L'histoire de la Houblonnière est des plus obscures pour tous les temps
antérieurs à l'expulsion des Anglais. On trouve, au XIIIe siècle, un évêque
de Paris et un chanoine de Lisieux qui en portaient le nom, mais aucun
document ne révèle leurs rapports avec cette localité. A cette époque les
membres du clergé prenaient souvent le nom des lieux où ils avaient reçu le
jour, lors même que leur famille en portait un autre. Une tradition veut que
le château de la Houblonnière ait appartenu aux Templiers; mais elle ne
s'appuie sur aucun document et reste fort suspecte. De pareils récits ont
cours dans plusieurs autres lieux, sans avoir le plus léger fondement.
L'ordre de Saint-Jean-de-Jérusalem, qui a été l'héritier du Temple à titre
universel, n'a jamais possédé la terre de la Houblonnière. Il est permis
toutefois de soupçonner qu'à une époque éloignée, elle a pu être l'objet
d'une confiscation, car sa mouvance féodale, après avoir appartenu à l'
évêché de Lisieux sous le règne de Philippe-Auguste, ne s'exerçait plus
qu'au profit de la couronne dès les temps antérieurs à celui de Charles VII.

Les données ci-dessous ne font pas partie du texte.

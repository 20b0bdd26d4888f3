//! Ward locations.

use serde::{Deserialize, Serialize};
use std::fmt;
use std::str::FromStr;
use thiserror::Error;

#[derive(Error, Debug, PartialEq)]
#[error("Unknown bed: {0}")]
pub struct UnknownBed(pub String);

/// A ward location: a numbered bed or a procedure station used as one.
#[derive(Debug, Clone, Copy, Serialize, Deserialize, PartialEq, Eq, Hash, PartialOrd, Ord)]
pub enum Bed {
    #[serde(rename = "01")]
    One,
    #[serde(rename = "02")]
    Two,
    #[serde(rename = "03")]
    Three,
    #[serde(rename = "04")]
    Four,
    #[serde(rename = "05")]
    Five,
    #[serde(rename = "06")]
    Six,
    #[serde(rename = "02.1")]
    TwoA,
    #[serde(rename = "02.2")]
    TwoB,
    #[serde(rename = "ECG")]
    Ecg,
    #[serde(rename = "Sutura")]
    Suture,
    #[serde(rename = "Nebolização", alias = "Nebulização")]
    Nebulization,
}

impl Bed {
    /// Every location, in the order the ward lists them.
    pub const ALL: [Bed; 11] = [
        Bed::One,
        Bed::Two,
        Bed::Three,
        Bed::Four,
        Bed::Five,
        Bed::Six,
        Bed::TwoA,
        Bed::TwoB,
        Bed::Ecg,
        Bed::Suture,
        Bed::Nebulization,
    ];

    /// Spelling written to stored documents. Records shared with other clients
    /// carry `Nebolização`, so that spelling stays on the wire.
    pub fn stored_label(&self) -> &'static str {
        match self {
            Bed::Nebulization => "Nebolização",
            other => other.label(),
        }
    }

    /// Label as displayed.
    pub fn label(&self) -> &'static str {
        match self {
            Bed::One => "01",
            Bed::Two => "02",
            Bed::Three => "03",
            Bed::Four => "04",
            Bed::Five => "05",
            Bed::Six => "06",
            Bed::TwoA => "02.1",
            Bed::TwoB => "02.2",
            Bed::Ecg => "ECG",
            Bed::Suture => "Sutura",
            Bed::Nebulization => "Nebulização",
        }
    }

    /// Procedure stations (not sleeping beds).
    pub fn is_station(&self) -> bool {
        matches!(self, Bed::Ecg | Bed::Suture | Bed::Nebulization)
    }
}

impl fmt::Display for Bed {
    fn fmt(&self, f: &mut fmt::Formatter<'_>) -> fmt::Result {
        f.write_str(self.label())
    }
}

impl FromStr for Bed {
    type Err = UnknownBed;

    fn from_str(s: &str) -> Result<Self, Self::Err> {
        let trimmed = s.trim();
        if trimmed == "Nebolização" {
            return Ok(Bed::Nebulization);
        }
        Bed::ALL
            .iter()
            .copied()
            .find(|bed| bed.label().eq_ignore_ascii_case(trimmed))
            .ok_or_else(|| UnknownBed(s.to_string()))
    }
}

#[cfg(test)]
mod tests {
    use super::*;

    #[test]
    fn test_labels_roundtrip() {
        for bed in Bed::ALL {
            assert_eq!(bed.label().parse::<Bed>().unwrap(), bed);
            assert_eq!(bed.stored_label().parse::<Bed>().unwrap(), bed);
            let json = serde_json::to_string(&bed).unwrap();
            assert_eq!(json, format!("\"{}\"", bed.stored_label()));
        }
    }

    #[test]
    fn test_legacy_nebulization_spelling() {
        let bed: Bed = serde_json::from_str("\"Nebolização\"").unwrap();
        assert_eq!(bed, Bed::Nebulization);
        assert_eq!("Nebolização".parse::<Bed>().unwrap(), Bed::Nebulization);
    }

    #[test]
    fn test_nebulization_written_with_stored_spelling() {
        assert_eq!(serde_json::to_string(&Bed::Nebulization).unwrap(), "\"Nebolização\"");
        let bed: Bed = serde_json::from_str("\"Nebulização\"").unwrap();
        assert_eq!(bed, Bed::Nebulization);
        assert_eq!(Bed::Nebulization.label(), "Nebulização");
    }

    #[test]
    fn test_unknown_bed() {
        assert_eq!("07".parse::<Bed>(), Err(UnknownBed("07".into())));
        assert!(serde_json::from_str::<Bed>("\"07\"").is_err());
    }

    #[test]
    fn test_stations() {
        assert!(Bed::Ecg.is_station());
        assert!(!Bed::TwoA.is_station());
        assert_eq!(Bed::ALL.iter().filter(|b| b.is_station()).count(), 3);
    }
}
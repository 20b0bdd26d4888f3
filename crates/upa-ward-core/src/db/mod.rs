//! Local key-value storage for the ward.
//!
//! Every logical collection is a single JSON document stored under a key, so a
//! write always replaces the whole collection in one statement.

mod entries;
mod schema;

pub use schema::*;

use rusqlite::Connection;
use std::path::Path;
use thiserror::Error;

/// Database errors.
#[derive(Error, Debug)]
pub enum DbError {
    #[error("SQLite error: {0}")]
    Sqlite(#[from] rusqlite::Error),

    #[error("JSON serialization error: {0}")]
    Json(#[from] serde_json::Error),
}

pub type DbResult<T> = Result<T, DbError>;

/// Database connection wrapper.
pub struct Database {
    conn: Connection,
}

impl Database {
    /// Open database at path, creating if needed.
    pub fn open<P: AsRef<Path>>(path: P) -> DbResult<Self> {
        let conn = Connection::open(path)?;
        let db = Self { conn };
        db.initialize()?;
        Ok(db)
    }

    /// Create in-memory database (for testing).
    pub fn open_in_memory() -> DbResult<Self> {
        let conn = Connection::open_in_memory()?;
        let db = Self { conn };
        db.initialize()?;
        Ok(db)
    }

    /// Initialize schema.
    fn initialize(&self) -> DbResult<()> {
        self.conn.execute_batch(SCHEMA)?;
        Ok(())
    }
}

#[cfg(test)]
mod tests {
    use super::*;

    #[test]
    fn test_open_in_memory() {
        let db = Database::open_in_memory();
        assert!(db.is_ok());
    }

    #[test]
    fn test_schema_initialized() {
        let db = Database::open_in_memory().unwrap();

        let tables: Vec<String> = db
            .conn
            .prepare("SELECT name FROM sqlite_master WHERE type='table' ORDER BY name")
            .unwrap()
            .query_map([], |row| row.get(0))
            .unwrap()
            .filter_map(|r| r.ok())
            .collect();

        assert!(tables.contains(&"local_storage".to_string()));
    }

    #[test]
    fn test_reopen_keeps_entries() {
        let dir = tempfile::tempdir().unwrap();
        let path = dir.path().join("ward.db");

        {
            let db = Database::open(&path).unwrap();
            db.set_entry("upa_session", r#"{"id":"1"}"#).unwrap();
        }

        let db = Database::open(&path).unwrap();
        assert_eq!(
            db.get_entry("upa_session").unwrap(),
            Some(r#"{"id":"1"}"#.to_string())
        );
    }
}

Cest à ce règne que commencent sur la Houblonnière les renseignements
positifs. La seigneurie du lieu appartenait alors, et longtemps avant
peut-être, à une famille Guérin, dont les membres ont été les seuls
possesseurs de ce château qui en aient fait leur résidence habituelle. Jean
Guérin rendit aveu au roi, le 28 avril 1458, pour ce plein fief de
chevalier; il déclare avoir droit de présentation a la première et a la
seconde portion de la cure de la paroisse, comme aussi don des écoles qui y
avaient leur siège. Alors deux titulaires se partageaient le service
religieux de la paroisse, et au XVe siècle, les moindres localités du pays
d'Auge possédaient des écoles.
Les seigneurs s'étaient le plus souvent réservé le droit de pourvoir à la
nomination des maîtres qui y distribuaient un enseignement dont leurs
propres enfants étaient les premiers à profiter. Jean Guérin revendiqua
aussi le droit d'inspecter les voies, chemins et cours d'eau. Guillaume
Guérin rendit un aveu semblable en 1519. Peu d'années après, la terre de la
Houblonnière était passée en d'autres mains. Le 1er avril 1529, c'était Jean
d'Oynville, seigneur de Saint-Simon en Beauce, qui en rendit aveu au nom
d'Antoinette de Tessé, son épouse. Mais, le 17 février 1585, un autre Jean
d'Oynville, seigneur de Saint-Simon et de Carbonnières, apparemment un
petit-fils du premier, vendait la Houblonnière à Corbeyran de Cardillac,
seigneur de Sarlabous, premier gentilhomme de la chambre du roi, pour le
prix de 64007 livres, somme énorme à cette époque. Sur ce prix, il n'y avait
pour ainsi dire rien à toucher par le vendeur: il fallait auparavant
rembourser de nombreuses rentes, constituées au prix de bien des milliers
d'écus; il fallait désintéresser divers acheteurs ayant acquis à titre
d'engagement plusieurs des parties les plus importantes de la seigneurie,
comme Robert Lambert, seigneur d'Herbigny, qui détenait le moulin, la maison
et les terres les plus voisines; Jean de Hautemer, seigneur du Mesnil-Tison;
Antoine de Hautemer, curé de Saint-Eugène, son frère; Guillaume de Reviers,
seigneur d'Anisy et d'Ingremare; Pierre Morel, seigneur de Brucourt et de
Morières, qui disposait des rentes féodales et casuelles. Le domaine entier
comprenait 336 acres. Sarlabous était un capitaine gascon qui s'était
signalé à la guerre, de même que son frère Raymond, dit le jeune Sarlabous.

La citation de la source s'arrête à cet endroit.